THE TASK: Please reproduce the data below exactly, from the first line to the last.
★ ★ ★ ★ ★
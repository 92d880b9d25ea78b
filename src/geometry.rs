// SPDX-License-Identifier: GPL-3.0-only

//! Plain geometry values for the preview compositing path.
//!
//! The blit destination is computed here: the largest rectangle that
//! preserves the source's aspect ratio inside a destination rectangle,
//! floored to whole units so the copy never straddles a texel boundary.

/// A width/height pair in whatever unit the caller is working in
/// (logical points or backing pixels).
#[derive(Debug, Clone, Copy, PartialEq, Default)]
pub struct Size {
    pub width: f32,
    pub height: f32,
}

impl Size {
    pub const ZERO: Size = Size {
        width: 0.0,
        height: 0.0,
    };

    pub fn new(width: f32, height: f32) -> Self {
        Self { width, height }
    }

    /// Scale both dimensions by `n` (logical size × backing scale → pixels).
    pub fn multiply(self, n: f32) -> Self {
        Self::new(self.width * n, self.height * n)
    }

    /// The largest size with this aspect ratio that fits inside `rect`.
    ///
    /// Dimensions are floored; a degenerate (zero-area) source collapses
    /// to [`Size::ZERO`].
    pub fn scale_fit(self, rect: Rect) -> Size {
        if self.width <= 0.0 || self.height <= 0.0 {
            return Size::ZERO;
        }
        let ratio = (rect.size.width / self.width).min(rect.size.height / self.height);
        Size::new((self.width * ratio).floor(), (self.height * ratio).floor())
    }
}

/// A 2D coordinate.
#[derive(Debug, Clone, Copy, PartialEq, Default)]
pub struct Point {
    pub x: f32,
    pub y: f32,
}

impl Point {
    pub const ZERO: Point = Point { x: 0.0, y: 0.0 };

    pub fn new(x: f32, y: f32) -> Self {
        Self { x, y }
    }
}

/// An axis-aligned rectangle.
#[derive(Debug, Clone, Copy, PartialEq, Default)]
pub struct Rect {
    pub origin: Point,
    pub size: Size,
}

impl Rect {
    pub fn new(origin: Point, size: Size) -> Self {
        Self { origin, size }
    }

    /// A rectangle of the given size anchored at the coordinate-space zero.
    pub fn from_size(size: Size) -> Self {
        Self {
            origin: Point::ZERO,
            size,
        }
    }

    pub fn max_x(&self) -> f32 {
        self.origin.x + self.size.width
    }

    pub fn max_y(&self) -> f32 {
        self.origin.y + self.size.height
    }

    /// Fit this rectangle's size inside `rect` and center the result.
    ///
    /// Centering is computed against `rect`'s max edges, so the result is
    /// only visually centered when `rect`'s origin is zero; a non-zero
    /// origin shifts the result toward zero by half the origin. Callers
    /// that need true centering must normalize the destination first.
    pub fn scale_fit(self, rect: Rect) -> Rect {
        let size = self.size.scale_fit(rect);
        let center = Point::new(
            (rect.max_x() - size.width) * 0.5,
            (rect.max_y() - size.height) * 0.5,
        );
        Rect::new(center, size)
    }
}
★ ★ ★ ★ ★
RESULT OF THIS TASK:
repository 92d880b9d25ea78b
filename src/geometry.rs
// SPDX-License-Identifier: GPL-3.0-only

//! Plain geometry values for the preview compositing path.
//!
//! The blit destination is computed here: the largest rectangle that
//! preserves the source's aspect ratio inside a destination rectangle,
//! floored to whole units so the copy never straddles a texel boundary.

/// A width/height pair in whatever unit the caller is working in
/// (logical points or backing pixels).
#[derive(Debug, Clone, Copy, PartialEq, Default)]
pub struct Size {
    pub width: f32,
    pub height: f32,
}

impl Size {
    pub const ZERO: Size = Size {
        width: 0.0,
        height: 0.0,
    };

    pub fn new(width: f32, height: f32) -> Self {
        Self { width, height }
    }

    /// Scale both dimensions by `n` (logical size × backing scale → pixels).
    pub fn multiply(self, n: f32) -> Self {
        Self::new(self.width * n, self.height * n)
    }

    /// The largest size with this aspect ratio that fits inside `rect`.
    ///
    /// Dimensions are floored; a degenerate (zero-area) source collapses
    /// to [`Size::ZERO`].
    pub fn scale_fit(self, rect: Rect) -> Size {
        if self.width <= 0.0 || self.height <= 0.0 {
            return Size::ZERO;
        }
        let ratio = (rect.size.width / self.width).min(rect.size.height / self.height);
        Size::new((self.width * ratio).floor(), (self.height * ratio).floor())
    }
}

/// A 2D coordinate.
#[derive(Debug, Clone, Copy, PartialEq, Default)]
pub struct Point {
    pub x: f32,
    pub y: f32,
}

impl Point {
    pub const ZERO: Point = Point { x: 0.0, y: 0.0 };

    pub fn new(x: f32, y: f32) -> Self {
        Self { x, y }
    }
}

/// An axis-aligned rectangle.
#[derive(Debug, Clone, Copy, PartialEq, Default)]
pub struct Rect {
    pub origin: Point,
    pub size: Size,
}

impl Rect {
    pub fn new(origin: Point, size: Size) -> Self {
        Self { origin, size }
    }

    /// A rectangle of the given size anchored at the coordinate-space zero.
    pub fn from_size(size: Size) -> Self {
        Self {
            origin: Point::ZERO,
            size,
        }
    }

    pub fn max_x(&self) -> f32 {
        self.origin.x + self.size.width
    }

    pub fn max_y(&self) -> f32 {
        self.origin.y + self.size.height
    }

    /// Fit this rectangle's size inside `rect` and center the result.
    ///
    /// Centering is computed against `rect`'s max edges, so the result is
    /// only visually centered when `rect`'s origin is zero; a non-zero
    /// origin shifts the result toward zero by half the origin. Callers
    /// that need true centering must normalize the destination first.
    pub fn scale_fit(self, rect: Rect) -> Rect {
        let size = self.size.scale_fit(rect);
        let center = Point::new(
            (rect.max_x() - size.width) * 0.5,
            (rect.max_y() - size.height) * 0.5,
        );
        Rect::new(center, size)
    }
}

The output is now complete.